Descent, fields of invariants and generic forms via symmetric monoidal categories

TL;DR

This paper develops a categorical framework to study algebraic structures over fields, defining a field of invariants and constructing generic forms, thereby generalizing previous results for algebras and Hopf algebras.

Contribution

It introduces a symmetric monoidal category approach to classify forms of algebraic structures and constructs generic forms over a base algebra, extending existing theories.

Findings

Defined the field of invariants for algebraic structures

Constructed generic forms over a base algebra

Applied framework to classify two-cocycles on Hopf algebras

Abstract

Let $W$ be a finite dimensional algebraic structure (e.g. an algebra) over a field $K$ of characteristic zero. We study forms of $W$ by using Deligne's Theory of symmetric monoidal categories. We construct a category $\mathcal{C}_W$, which gives rise to a subfield $K_0\subseteq K$, which we call the field of invariants of $W$. This field will be contained in any subfield of $K$ over which $W$ has a form.

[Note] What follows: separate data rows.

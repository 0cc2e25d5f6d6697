//! Flood-everything hub policy
//!
//! One wildcard flood rule per switch, installed the moment the switch
//! attaches. After that the switch floods in its own fast path and the
//! controller hears nothing more from it.

use super::adapter::SwitchEvents;
use super::installer;
use crate::openflow::flow_mod::{FlowAction, FlowMod};
use crate::openflow::packet_in::PacketIn;
use crate::openflow::{port, DatapathId};
use crate::runtime::SwitchConnection;
use crate::telemetry::MetricsRegistry;
use std::collections::HashMap;
use std::sync::Arc;
use tracing::{debug, error, info};

/// Per-switch bookkeeping for an installed flood rule
#[derive(Debug, Clone)]
struct HubInstance {
    conn: SwitchConnection,
}

pub struct Hub {
    instances: HashMap<DatapathId, HubInstance>,
    metrics: Arc<MetricsRegistry>,
}

impl Hub {
    pub fn new(metrics: Arc<MetricsRegistry>) -> Self {
        Self {
            instances: HashMap::new(),
            metrics,
        }
    }

    /// Wildcard rule flooding every packet
    pub fn flood_rule() -> FlowMod {
        FlowMod {
            actions: vec![FlowAction::Output { port: port::FLOOD }],
            ..Default::default()
        }
    }

    pub fn instance_count(&self) -> usize {
        self.instances.len()
    }
}

impl SwitchEvents for Hub {
    fn on_connection_up(&mut self, conn: &SwitchConnection) {
        self.instances
            .insert(conn.datapath(), HubInstance { conn: conn.clone() });
        match installer::install(conn, &Self::flood_rule()) {
            Ok(()) => {
                info!(
                    "flooding enabled on switch {}, {} attached",
                    conn.datapath(),
                    self.instance_count()
                );
                self.metrics.flood_rules_installed.inc();
            }
            Err(e) => error!(
                "failed to install flood rule on {}: {}",
                conn.datapath(),
                e
            ),
        }
    }

    fn on_packet_in(&mut self, _conn: &SwitchConnection, _pkt: &PacketIn<'_>) {
        // The flood rule handles forwarding; nothing to do per packet.
    }

    fn on_connection_down(&mut self, datapath: DatapathId) {
        if let Some(instance) = self.instances.remove(&datapath) {
            debug!(
                "hub instance for switch {} evicted ({})",
                datapath,
                instance.conn.peer()
            );
        }
    }
}

#[cfg(test)]
mod tests {
    use super::*;
    use crate::openflow::message::Header;
    use crate::openflow::MsgType;
    use tokio::sync::mpsc;

    fn make_hub() -> Hub {
        Hub::new(Arc::new(MetricsRegistry::new()))
    }

    fn make_connection(dpid: u64) -> (SwitchConnection, mpsc::UnboundedReceiver<Vec<u8>>) {
        let (tx, rx) = mpsc::unbounded_channel();
        let conn = SwitchConnection::new(DatapathId(dpid), "127.0.0.1:51000".parse().unwrap(), tx);
        (conn, rx)
    }

    fn make_packet_in_message() -> Vec<u8> {
        let mut msg = Vec::new();
        Header::new(MsgType::PacketIn, 22, 5).encode_into(&mut msg);
        msg.extend_from_slice(&[0xff; 4]);
        msg.extend_from_slice(&[0x00; 6]);
        msg.extend_from_slice(&[0xde, 0xad, 0xbe, 0xef]);
        msg
    }

    #[test]
    fn test_connection_up_installs_flood_rule() {
        let mut hub = make_hub();
        let (conn, mut rx) = make_connection(1);

        hub.on_connection_up(&conn);

        let msg = rx.try_recv().unwrap();
        assert_eq!(msg[1], MsgType::FlowMod as u8);
        assert_eq!(&msg[8..12], &[0x00, 0x3f, 0xff, 0xff]); // match everything
        assert_eq!(&msg[62..64], &[0x80, 0x00]); // default priority
        assert_eq!(&msg[76..78], &[0xff, 0xfb]); // output to FLOOD

        // Exactly one rule
        assert!(rx.try_recv().is_err());
        assert_eq!(hub.instance_count(), 1);
    }

    #[test]
    fn test_packet_in_installs_nothing() {
        let mut hub = make_hub();
        let (conn, mut rx) = make_connection(1);

        hub.on_connection_up(&conn);
        rx.try_recv().unwrap(); // drain the flood rule

        let msg = make_packet_in_message();
        let pkt = PacketIn::parse(&msg).unwrap();
        hub.on_packet_in(&conn, &pkt);
        hub.on_packet_in(&conn, &pkt);

        assert!(rx.try_recv().is_err());
    }

    #[test]
    fn test_connection_down_evicts_instance() {
        let mut hub = make_hub();
        let (conn, _rx) = make_connection(1);

        hub.on_connection_up(&conn);
        assert_eq!(hub.instance_count(), 1);

        hub.on_connection_down(DatapathId(1));
        assert_eq!(hub.instance_count(), 0);
    }

    #[test]
    fn test_one_instance_per_switch() {
        let mut hub = make_hub();
        let (conn1, mut rx1) = make_connection(1);
        let (conn2, mut rx2) = make_connection(2);

        hub.on_connection_up(&conn1);
        hub.on_connection_up(&conn2);

        assert_eq!(hub.instance_count(), 2);
        assert!(rx1.try_recv().is_ok());
        assert!(rx2.try_recv().is_ok());
    }

    #[test]
    fn test_reconnect_reinstalls_on_new_session() {
        let mut hub = make_hub();
        let (stale, mut stale_rx) = make_connection(1);
        let (fresh, mut fresh_rx) = make_connection(1);

        hub.on_connection_up(&stale);
        stale_rx.try_recv().unwrap();

        hub.on_connection_down(DatapathId(1));
        hub.on_connection_up(&fresh);

        let msg = fresh_rx.try_recv().unwrap();
        assert_eq!(msg[1], MsgType::FlowMod as u8);
        assert!(stale_rx.try_recv().is_err());
        assert_eq!(hub.instance_count(), 1);
    }
}
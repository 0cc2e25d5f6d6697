//! Controller core: classification, policies and rule installation
//!
//! Everything here is runtime-agnostic. Events arrive through the
//! [`SwitchEvents`] trait and messages leave through the switch
//! connection handle; nothing reaches into the transport.

pub mod adapter;
pub mod address_list;
pub mod classifier;
pub mod firewall;
pub mod hub;
pub mod installer;

pub use adapter::{EventAdapter, SwitchEvents};
pub use address_list::AddressList;
pub use classifier::{classify, ClassifiedPacket};
pub use firewall::{Decision, Firewall, DROP_PRIORITY};
pub use hub::Hub;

The category $\mathcal{C}_W$ is a $K_0$-form of $Rep_{\bar{K}}(Aut(W))$, and we use it to construct a generic form $\widetilde{W}$ over a commutative $K_0$ algebra $B_W$ (so that forms of $W$ are exactly the specializations of $\widetilde{W}$). This generalizes some generic constructions for central simple algebras and for $H$-comodule algebras. We give some concrete examples arising from associative algebras and $H$-comodule algebras. As an application, we also explain how can one use the construction to classify two-cocycles on some finite dimensional Hopf algebras.